*ACTION ITEM*
Below are some records. Set each one down exactly as it reads.

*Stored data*
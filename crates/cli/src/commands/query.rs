//! Catalog query subcommand.

use artstop_catalog::{QueryParams, SortBy, query};
use artstop_store::{CatalogStore, KeyValue};

/// Run a catalog query and print the resulting page.
///
/// # Errors
///
/// Returns an error for a malformed price range or invalid page/page-size.
pub fn run<S: KeyValue + Clone>(
    kv: &S,
    category: Option<String>,
    search: Option<String>,
    price_range: &str,
    sort: &str,
    page: usize,
    page_size: usize,
) -> Result<(), Box<dyn std::error::Error>> {
    let catalog = CatalogStore::new(kv.clone());
    let products = catalog.products();

    let params = QueryParams {
        category,
        search,
        price_range: price_range.parse()?,
        sort_by: SortBy::from_param(sort),
        page,
        page_size,
        ..QueryParams::default()
    };

    let result = query(&products, &params)?;

    println!(
        "{} products ({} page{}), showing page {}",
        result.total_count,
        result.total_pages,
        if result.total_pages == 1 { "" } else { "s" },
        params.page,
    );
    for product in &result.items {
        let marker = if product.featured { "*" } else { " " };
        println!(
            "{marker} [{}] {}  {}  ({}, rating {:.1})",
            product.id, product.name, product.price, product.category, product.rating,
        );
    }
    Ok(())
}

*EXERCISE RESPONSE*
filename crates/cli/src/commands/query.rs
//! Catalog query subcommand.

use artstop_catalog::{QueryParams, SortBy, query};
use artstop_store::{CatalogStore, KeyValue};

/// Run a catalog query and print the resulting page.
///
/// # Errors
///
/// Returns an error for a malformed price range or invalid page/page-size.
pub fn run<S: KeyValue + Clone>(
    kv: &S,
    category: Option<String>,
    search: Option<String>,
    price_range: &str,
    sort: &str,
    page: usize,
    page_size: usize,
) -> Result<(), Box<dyn std::error::Error>> {
    let catalog = CatalogStore::new(kv.clone());
    let products = catalog.products();

    let params = QueryParams {
        category,
        search,
        price_range: price_range.parse()?,
        sort_by: SortBy::from_param(sort),
        page,
        page_size,
        ..QueryParams::default()
    };

    let result = query(&products, &params)?;

    println!(
        "{} products ({} page{}), showing page {}",
        result.total_count,
        result.total_pages,
        if result.total_pages == 1 { "" } else { "s" },
        params.page,
    );
    for product in &result.items {
        let marker = if product.featured { "*" } else { " " };
        println!(
            "{marker} [{}] {}  {}  ({}, rating {:.1})",
            product.id, product.name, product.price, product.category, product.rating,
        );
    }
    Ok(())
}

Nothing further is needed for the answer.